## Your objective:
The entries below are to be printed again word for word.

*** Recorded data ***

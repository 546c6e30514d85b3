//! Invoice status transitions.

use chrono::NaiveDate;
use serde::{Deserialize, Serialize};
use std::fmt;
use uuid::Uuid;

use super::error::InvoiceError;
use crate::models::InvoiceStatus;

/// Prefix of bank transfer references.
pub const PAYMENT_REFERENCE_PREFIX: &str = "SF";

/// Something that happens to an invoice.
#[derive(Debug, Clone, Copy, PartialEq, Eq, Hash, Serialize, Deserialize)]
#[serde(rename_all = "snake_case")]
pub enum InvoiceEvent {
    Send,
    ObservePastDue,
    RecordPayment,
    Cancel,
    EditLineItems,
}

impl InvoiceEvent {
    pub fn as_str(&self) -> &'static str {
        match self {
            InvoiceEvent::Send => "send",
            InvoiceEvent::ObservePastDue => "mark overdue",
            InvoiceEvent::RecordPayment => "record payment on",
            InvoiceEvent::Cancel => "cancel",
            InvoiceEvent::EditLineItems => "edit",
        }
    }
}

impl fmt::Display for InvoiceEvent {
    fn fmt(&self, f: &mut fmt::Formatter<'_>) -> fmt::Result {
        f.write_str(self.as_str())
    }
}

/// Status an invoice moves to when `event` happens in `from`.
///
/// Editing keeps the invoice in draft, so a legal edit returns `Draft`.
pub fn transition(from: InvoiceStatus, event: InvoiceEvent) -> Result<InvoiceStatus, InvoiceError> {
    use InvoiceEvent::*;
    use InvoiceStatus::*;

    match (from, event) {
        (Draft, Send) => Ok(Sent),
        (Sent, ObservePastDue) => Ok(Overdue),
        (Overdue, ObservePastDue) => Ok(Overdue),
        (Sent | Overdue, RecordPayment) => Ok(Paid),
        (Draft | Sent | Overdue, Cancel) => Ok(Cancelled),
        (Draft, EditLineItems) => Ok(Draft),
        (Sent | Paid | Overdue | Cancelled, Send)
        | (Draft | Paid | Cancelled, ObservePastDue)
        | (Draft | Paid | Cancelled, RecordPayment)
        | (Paid | Cancelled, Cancel)
        | (Sent | Paid | Overdue | Cancelled, EditLineItems) => {
            Err(InvoiceError::IllegalTransition { from, event })
        }
    }
}

/// Fails unless the invoice's content may still change.
pub fn ensure_editable(status: InvoiceStatus) -> Result<(), InvoiceError> {
    transition(status, InvoiceEvent::EditLineItems).map(|_| ())
}

/// Bank transfer reference derived from the invoice id. Stable for the life
/// of the invoice and fixed width.
pub fn payment_reference(invoice_id: Uuid) -> String {
    format!(
        "{PAYMENT_REFERENCE_PREFIX}{}",
        invoice_id.simple().to_string().to_uppercase()
    )
}

/// Status as observed on `today`: a sent invoice past its due date reads as
/// overdue even before the store has promoted it.
pub fn effective_status(status: InvoiceStatus, due_date: NaiveDate, today: NaiveDate) -> InvoiceStatus {
    match status {
        InvoiceStatus::Sent if due_date < today => InvoiceStatus::Overdue,
        other => other,
    }
}

#[cfg(test)]
mod tests {
    use super::*;
    use InvoiceEvent::*;
    use InvoiceStatus::*;

    const STATUSES: [InvoiceStatus; 5] = [Draft, Sent, Paid, Overdue, Cancelled];
    const EVENTS: [InvoiceEvent; 5] = [Send, ObservePastDue, RecordPayment, Cancel, EditLineItems];

    #[test]
    fn allowed_transitions() {
        assert_eq!(transition(Draft, Send), Ok(Sent));
        assert_eq!(transition(Sent, ObservePastDue), Ok(Overdue));
        assert_eq!(transition(Sent, RecordPayment), Ok(Paid));
        assert_eq!(transition(Overdue, RecordPayment), Ok(Paid));
        assert_eq!(transition(Draft, Cancel), Ok(Cancelled));
        assert_eq!(transition(Sent, Cancel), Ok(Cancelled));
        assert_eq!(transition(Overdue, Cancel), Ok(Cancelled));
        assert_eq!(transition(Draft, EditLineItems), Ok(Draft));
    }

    #[test]
    fn paid_invoice_cannot_be_cancelled() {
        assert_eq!(
            transition(Paid, Cancel),
            Err(InvoiceError::IllegalTransition {
                from: Paid,
                event: Cancel
            })
        );
    }

    #[test]
    fn only_drafts_are_editable() {
        for status in STATUSES {
            let result = transition(status, EditLineItems);
            assert_eq!(result.is_ok(), status == Draft, "{status}");
        }
    }

    #[test]
    fn observing_past_due_is_idempotent() {
        let once = transition(Sent, ObservePastDue).unwrap();
        assert_eq!(transition(once, ObservePastDue), Ok(Overdue));
    }

    #[test]
    fn terminal_states_accept_nothing_but_idempotent_reads() {
        for event in EVENTS {
            assert!(transition(Paid, event).is_err(), "paid {event}");
            assert!(transition(Cancelled, event).is_err(), "cancelled {event}");
        }
    }

    #[test]
    fn draft_cannot_be_paid_directly() {
        assert!(transition(Draft, RecordPayment).is_err());
    }

    #[test]
    fn payment_reference_is_deterministic_and_fixed_width() {
        let id = Uuid::parse_str("0b5a0c1e-7d2f-4c55-9a1e-3f0a9b8c7d6e").unwrap();
        let reference = payment_reference(id);
        assert_eq!(reference, "SF0B5A0C1E7D2F4C559A1E3F0A9B8C7D6E");
        assert_eq!(reference, payment_reference(id));
        assert_eq!(payment_reference(Uuid::new_v4()).len(), reference.len());
    }

    #[test]
    fn sent_past_due_reads_as_overdue() {
        let due = NaiveDate::from_ymd_opt(2024, 3, 10).unwrap();
        let before = NaiveDate::from_ymd_opt(2024, 3, 10).unwrap();
        let after = NaiveDate::from_ymd_opt(2024, 3, 11).unwrap();

        assert_eq!(effective_status(Sent, due, before), Sent);
        assert_eq!(effective_status(Sent, due, after), Overdue);
        assert_eq!(effective_status(Paid, due, after), Paid);
        assert_eq!(effective_status(Draft, due, after), Draft);
    }
}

*** End of Recorded data ***

## Response:
repository 546c6e30514d85b3
//! Invoice status transitions.

use chrono::NaiveDate;
use serde::{Deserialize, Serialize};
use std::fmt;
use uuid::Uuid;

use super::error::InvoiceError;
use crate::models::InvoiceStatus;

/// Prefix of bank transfer references.
pub const PAYMENT_REFERENCE_PREFIX: &str = "SF";

/// Something that happens to an invoice.
#[derive(Debug, Clone, Copy, PartialEq, Eq, Hash, Serialize, Deserialize)]
#[serde(rename_all = "snake_case")]
pub enum InvoiceEvent {
    Send,
    ObservePastDue,
    RecordPayment,
    Cancel,
    EditLineItems,
}

impl InvoiceEvent {
    pub fn as_str(&self) -> &'static str {
        match self {
            InvoiceEvent::Send => "send",
            InvoiceEvent::ObservePastDue => "mark overdue",
            InvoiceEvent::RecordPayment => "record payment on",
            InvoiceEvent::Cancel => "cancel",
            InvoiceEvent::EditLineItems => "edit",
        }
    }
}

impl fmt::Display for InvoiceEvent {
    fn fmt(&self, f: &mut fmt::Formatter<'_>) -> fmt::Result {
        f.write_str(self.as_str())
    }
}

/// Status an invoice moves to when `event` happens in `from`.
///
/// Editing keeps the invoice in draft, so a legal edit returns `Draft`.
pub fn transition(from: InvoiceStatus, event: InvoiceEvent) -> Result<InvoiceStatus, InvoiceError> {
    use InvoiceEvent::*;
    use InvoiceStatus::*;

    match (from, event) {
        (Draft, Send) => Ok(Sent),
        (Sent, ObservePastDue) => Ok(Overdue),
        (Overdue, ObservePastDue) => Ok(Overdue),
        (Sent | Overdue, RecordPayment) => Ok(Paid),
        (Draft | Sent | Overdue, Cancel) => Ok(Cancelled),
        (Draft, EditLineItems) => Ok(Draft),
        (Sent | Paid | Overdue | Cancelled, Send)
        | (Draft | Paid | Cancelled, ObservePastDue)
        | (Draft | Paid | Cancelled, RecordPayment)
        | (Paid | Cancelled, Cancel)
        | (Sent | Paid | Overdue | Cancelled, EditLineItems) => {
            Err(InvoiceError::IllegalTransition { from, event })
        }
    }
}

/// Fails unless the invoice's content may still change.
pub fn ensure_editable(status: InvoiceStatus) -> Result<(), InvoiceError> {
    transition(status, InvoiceEvent::EditLineItems).map(|_| ())
}

/// Bank transfer reference derived from the invoice id. Stable for the life
/// of the invoice and fixed width.
pub fn payment_reference(invoice_id: Uuid) -> String {
    format!(
        "{PAYMENT_REFERENCE_PREFIX}{}",
        invoice_id.simple().to_string().to_uppercase()
    )
}

/// Status as observed on `today`: a sent invoice past its due date reads as
/// overdue even before the store has promoted it.
pub fn effective_status(status: InvoiceStatus, due_date: NaiveDate, today: NaiveDate) -> InvoiceStatus {
    match status {
        InvoiceStatus::Sent if due_date < today => InvoiceStatus::Overdue,
        other => other,
    }
}

#[cfg(test)]
mod tests {
    use super::*;
    use InvoiceEvent::*;
    use InvoiceStatus::*;

    const STATUSES: [InvoiceStatus; 5] = [Draft, Sent, Paid, Overdue, Cancelled];
    const EVENTS: [InvoiceEvent; 5] = [Send, ObservePastDue, RecordPayment, Cancel, EditLineItems];

    #[test]
    fn allowed_transitions() {
        assert_eq!(transition(Draft, Send), Ok(Sent));
        assert_eq!(transition(Sent, ObservePastDue), Ok(Overdue));
        assert_eq!(transition(Sent, RecordPayment), Ok(Paid));
        assert_eq!(transition(Overdue, RecordPayment), Ok(Paid));
        assert_eq!(transition(Draft, Cancel), Ok(Cancelled));
        assert_eq!(transition(Sent, Cancel), Ok(Cancelled));
        assert_eq!(transition(Overdue, Cancel), Ok(Cancelled));
        assert_eq!(transition(Draft, EditLineItems), Ok(Draft));
    }

    #[test]
    fn paid_invoice_cannot_be_cancelled() {
        assert_eq!(
            transition(Paid, Cancel),
            Err(InvoiceError::IllegalTransition {
                from: Paid,
                event: Cancel
            })
        );
    }

    #[test]
    fn only_drafts_are_editable() {
        for status in STATUSES {
            let result = transition(status, EditLineItems);
            assert_eq!(result.is_ok(), status == Draft, "{status}");
        }
    }

    #[test]
    fn observing_past_due_is_idempotent() {
        let once = transition(Sent, ObservePastDue).unwrap();
        assert_eq!(transition(once, ObservePastDue), Ok(Overdue));
    }

    #[test]
    fn terminal_states_accept_nothing_but_idempotent_reads() {
        for event in EVENTS {
            assert!(transition(Paid, event).is_err(), "paid {event}");
            assert!(transition(Cancelled, event).is_err(), "cancelled {event}");
        }
    }

    #[test]
    fn draft_cannot_be_paid_directly() {
        assert!(transition(Draft, RecordPayment).is_err());
    }

    #[test]
    fn payment_reference_is_deterministic_and_fixed_width() {
        let id = Uuid::parse_str("0b5a0c1e-7d2f-4c55-9a1e-3f0a9b8c7d6e").unwrap();
        let reference = payment_reference(id);
        assert_eq!(reference, "SF0B5A0C1E7D2F4C559A1E3F0A9B8C7D6E");
        assert_eq!(reference, payment_reference(id));
        assert_eq!(payment_reference(Uuid::new_v4()).len(), reference.len());
    }

    #[test]
    fn sent_past_due_reads_as_overdue() {
        let due = NaiveDate::from_ymd_opt(2024, 3, 10).unwrap();
        let before = NaiveDate::from_ymd_opt(2024, 3, 10).unwrap();
        let after = NaiveDate::from_ymd_opt(2024, 3, 11).unwrap();

        assert_eq!(effective_status(Sent, due, before), Sent);
        assert_eq!(effective_status(Sent, due, after), Overdue);
        assert_eq!(effective_status(Paid, due, after), Paid);
        assert_eq!(effective_status(Draft, due, after), Draft);
    }
}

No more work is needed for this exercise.